Available data START

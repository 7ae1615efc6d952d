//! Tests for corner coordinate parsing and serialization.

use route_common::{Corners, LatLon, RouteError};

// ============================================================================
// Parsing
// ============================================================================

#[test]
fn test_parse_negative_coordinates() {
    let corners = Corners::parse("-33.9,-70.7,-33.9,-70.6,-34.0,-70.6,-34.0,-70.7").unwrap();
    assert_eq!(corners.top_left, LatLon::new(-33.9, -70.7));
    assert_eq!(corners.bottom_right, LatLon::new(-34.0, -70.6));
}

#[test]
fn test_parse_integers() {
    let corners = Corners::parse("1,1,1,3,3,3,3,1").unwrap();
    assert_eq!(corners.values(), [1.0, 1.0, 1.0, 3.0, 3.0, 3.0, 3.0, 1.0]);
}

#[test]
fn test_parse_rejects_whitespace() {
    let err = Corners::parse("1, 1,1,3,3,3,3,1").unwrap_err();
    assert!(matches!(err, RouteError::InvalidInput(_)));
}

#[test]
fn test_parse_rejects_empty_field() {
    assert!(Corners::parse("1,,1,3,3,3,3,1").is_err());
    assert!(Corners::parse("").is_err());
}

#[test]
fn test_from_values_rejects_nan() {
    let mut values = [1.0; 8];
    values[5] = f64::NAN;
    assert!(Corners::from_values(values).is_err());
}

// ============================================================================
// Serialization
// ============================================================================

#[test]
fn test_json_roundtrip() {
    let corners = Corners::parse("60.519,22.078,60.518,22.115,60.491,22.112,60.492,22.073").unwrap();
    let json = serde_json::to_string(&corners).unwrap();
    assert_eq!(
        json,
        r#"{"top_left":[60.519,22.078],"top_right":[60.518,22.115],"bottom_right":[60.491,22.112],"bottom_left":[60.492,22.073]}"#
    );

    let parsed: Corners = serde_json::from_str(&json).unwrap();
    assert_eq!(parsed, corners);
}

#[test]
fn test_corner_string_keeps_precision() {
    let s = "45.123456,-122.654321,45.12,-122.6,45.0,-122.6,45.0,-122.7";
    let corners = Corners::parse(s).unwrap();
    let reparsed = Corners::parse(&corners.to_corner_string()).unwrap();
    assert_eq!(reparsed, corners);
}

Available data END

● **What the task asks**:
Scan the entries and show every line in which the word "reparsed" is found.

● **Exercise solution**:
    let reparsed = Corners::parse(&corners.to_corner_string()).unwrap();
    assert_eq!(reparsed, corners);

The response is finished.